Ketika Lin Yun mendengar ini, ekspresinya sedikit berubah. Dia bertanya, “Kalian tidak melakukannya?”
“Tidak. Sulit untuk membunuh Yan Teng dengan kekuatan Paviliun Bercahaya kecuali ayahku datang sendiri. Jika perbedaan kultivasi tidak terlalu tinggi, sulit untuk menghentikan kultivator Alam Bela Diri Mendalam lainnya melarikan diri,” jelas Ming Ye.
“Jadi?” tanya Lin Yun.
“Ayahku menduga ada orang lain yang melindungimu di kegelapan,” jawab Ming Ye.
Sambil menggelengkan kepala, Lin Yun menjawab, “Seharusnya tidak ada siapa pun. Aku sendirian di Kabupaten Matahari Biru dan aku tidak mengenal siapa pun yang berpengaruh.”
Tiba-tiba, ia teringat pada gadis muda bermata seperti bulan sabit itu. Ia terkejut dalam hati. Jika ada yang bisa membantunya, itu hanya bisa Yue Weiwei. Tetapi karena masalah ini menyangkut dirinya, lebih baik baginya untuk merahasiakannya dari Ming Ye.
“Yah, itu aneh,” jawab Ming Ye, “bagaimanapun juga, ini kabar baik. Kedua sekte kehilangan seorang tetua Alam Bela Diri Mendalam dan akan lebih sulit bagi mereka untuk bangkit kembali.” Ming Ye tersenyum.
“Oh, benar.
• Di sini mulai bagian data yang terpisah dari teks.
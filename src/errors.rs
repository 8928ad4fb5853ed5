//! Error types for schema declaration, value validation and schema comparison.

use crate::value::Value;

/// Errors produced while declaring a record type or building a descriptor.
///
/// These surface at declaration time and are never recovered from automatically.
#[derive(Debug, Clone, PartialEq, thiserror::Error)]
pub enum ConfigError {
    /// No primitive kind is registered under this name.
    #[error("unknown primitive kind `{0}`")]
    UnknownKind(String),
    /// Arrays of characters are not allowed; use `CHAR_ARRAY` instead.
    #[error("character kinds cannot be used as array elements, use CHAR_ARRAY(n) instead")]
    CharArray,
    /// Array (or character sequence) length is zero.
    #[error("length must be at least 1")]
    ZeroLength,
    /// Two fields share a name.
    #[error("field `{0}` is declared more than once")]
    DuplicateField(String),
    /// Field name is empty or not an identifier.
    #[error("invalid field name `{0}`")]
    InvalidFieldName(String),
    /// A declared default does not satisfy its own field descriptor.
    #[error("default for field `{field}` is invalid: {source}")]
    InvalidDefault {
        field: String,
        source: ValidationError,
    },
    /// The header importer could not make sense of a line.
    #[error("header line {line}: {reason}")]
    Header { line: usize, reason: String },
}

/// Errors produced when a value does not satisfy a descriptor, or when a
/// record is constructed or mutated with bad field names.
#[derive(Debug, Clone, PartialEq, thiserror::Error)]
pub enum ValidationError {
    /// The value's representation is not accepted by the descriptor.
    #[error("expected {expected}, found {found}")]
    TypeMismatch { expected: String, found: Value },
    /// Integral value outside the kind's range.
    #[error("{found} is out of range for {expected} ({min}..={max})")]
    OutOfRange {
        expected: String,
        min: i128,
        max: i128,
        found: Value,
    },
    /// Floating-point value too large for the target width.
    #[error("{found} is not representable as {expected}")]
    NotRepresentable { expected: String, found: Value },
    /// A `CHAR` field was given more or fewer than one character.
    #[error("expected a single character for {expected}, found {found}")]
    NotSingleChar { expected: String, found: Value },
    /// Sequence length does not match the declared length.
    #[error("{found} has length {actual}, {expected} requires {declared}")]
    LengthMismatch {
        expected: String,
        declared: usize,
        actual: usize,
        found: Value,
    },
    /// An array element failed validation. Only the first failing element is reported.
    #[error("element {index}: {source}")]
    Element {
        index: usize,
        source: Box<ValidationError>,
    },
    /// A field value failed validation.
    #[error("field `{field}`: {source}")]
    Field {
        field: String,
        source: Box<ValidationError>,
    },
    #[error("unknown field `{0}`")]
    UnknownField(String),
    #[error("missing required field `{0}`")]
    MissingField(String),
    #[error("field `{0}` supplied more than once")]
    DuplicateField(String),
}

impl ValidationError {
    pub(crate) fn in_field(self, field: &str) -> Self {
        ValidationError::Field {
            field: field.to_string(),
            source: Box::new(self),
        }
    }

    /// Name of the offending field, when the error is attributable to one.
    pub fn field(&self) -> Option<&str> {
        match self {
            ValidationError::Field { field, .. }
            | ValidationError::UnknownField(field)
            | ValidationError::MissingField(field)
            | ValidationError::DuplicateField(field) => Some(field),
            _ => None,
        }
    }

    /// The innermost error, with field and element wrappers peeled off.
    pub fn root_cause(&self) -> &ValidationError {
        match self {
            ValidationError::Field { source, .. } | ValidationError::Element { source, .. } => {
                source.root_cause()
            }
            other => other,
        }
    }
}

/// The first structural difference found between two record schemas.
#[derive(Debug, Clone, PartialEq, Eq, thiserror::Error)]
pub enum SchemaMismatchError {
    #[error("field count differs: {left} vs {right}")]
    FieldCount { left: usize, right: usize },
    #[error("field {index} is named `{left}` vs `{right}`")]
    FieldName {
        index: usize,
        left: String,
        right: String,
    },
    #[error("field `{field}` is {left} vs {right}")]
    Descriptor {
        field: String,
        left: String,
        right: String,
    },
}
//! Field descriptors: a primitive, or a fixed-length array of one.

use std::fmt;

use crate::{
    errors::{ConfigError, ValidationError},
    primitive::Primitive,
    value::Value,
};

/// A fixed-length array of a non-character primitive.
///
/// Elements are primitives only; arrays do not nest.
#[derive(Debug, Clone, PartialEq, Eq)]
pub struct ArrayDescriptor {
    element: Primitive,
    len: usize,
}

impl ArrayDescriptor {
    /// Fails for character kinds and for a zero length.
    pub fn new(element: Primitive, len: usize) -> Result<Self, ConfigError> {
        if element.kind().is_character() {
            return Err(ConfigError::CharArray);
        } else if len == 0 {
            return Err(ConfigError::ZeroLength);
        }

        Ok(ArrayDescriptor { element, len })
    }

    pub fn element(&self) -> &Primitive {
        &self.element
    }

    pub fn len(&self) -> usize {
        self.len
    }

    pub fn size_bits(&self) -> usize {
        self.element.size_bits() * self.len
    }

    pub fn validate(&self, value: &Value) -> Result<(), ValidationError> {
        let Some(items) = value.as_array() else {
            return Err(ValidationError::TypeMismatch {
                expected: self.to_string(),
                found: value.clone(),
            });
        };

        if items.len() != self.len {
            return Err(ValidationError::LengthMismatch {
                expected: self.to_string(),
                declared: self.len,
                actual: items.len(),
                found: value.clone(),
            });
        }

        for (index, item) in items.iter().enumerate() {
            self.element
                .validate(item)
                .map_err(|source| ValidationError::Element {
                    index,
                    source: Box::new(source),
                })?;
        }

        Ok(())
    }

    /// Normalizes each element of a validated array. See [`Primitive::normalize`].
    pub fn normalize(&self, value: Value) -> Value {
        match value {
            Value::Array(items) => Value::Array(
                items
                    .into_iter()
                    .map(|item| self.element.normalize(item))
                    .collect(),
            ),
            other => other,
        }
    }
}

impl fmt::Display for ArrayDescriptor {
    fn fmt(&self, f: &mut fmt::Formatter<'_>) -> fmt::Result {
        write!(f, "{}[{}]", self.element, self.len)
    }
}

/// What a record field is declared as.
#[derive(Debug, Clone, PartialEq, Eq)]
pub enum Descriptor {
    Primitive(Primitive),
    Array(ArrayDescriptor),
}

impl Descriptor {
    pub fn validate(&self, value: &Value) -> Result<(), ValidationError> {
        match self {
            Descriptor::Primitive(primitive) => primitive.validate(value),
            Descriptor::Array(array) => array.validate(value),
        }
    }

    pub fn normalize(&self, value: Value) -> Value {
        match self {
            Descriptor::Primitive(primitive) => primitive.normalize(value),
            Descriptor::Array(array) => array.normalize(value),
        }
    }

    pub fn size_bits(&self) -> usize {
        match self {
            Descriptor::Primitive(primitive) => primitive.size_bits(),
            Descriptor::Array(array) => array.size_bits(),
        }
    }
}

impl From<Primitive> for Descriptor {
    fn from(primitive: Primitive) -> Self {
        Descriptor::Primitive(primitive)
    }
}

impl From<ArrayDescriptor> for Descriptor {
    fn from(array: ArrayDescriptor) -> Self {
        Descriptor::Array(array)
    }
}

impl fmt::Display for Descriptor {
    fn fmt(&self, f: &mut fmt::Formatter<'_>) -> fmt::Result {
        match self {
            Descriptor::Primitive(primitive) => primitive.fmt(f),
            Descriptor::Array(array) => array.fmt(f),
        }
    }
}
Ini untukmu.” Ming Ye tersenyum dan melemparkan sebuah kantung antarruang ke arah Lin Yun.
Dengan rasa penasaran, Lin Yun menerima kantung antarruang itu dan melihat ke dalamnya. Ia mendapati isinya penuh dengan butiran Xiantian! Jumlah butiran Xiantian sangat banyak sehingga Lin Yun kesulitan menghitung semuanya.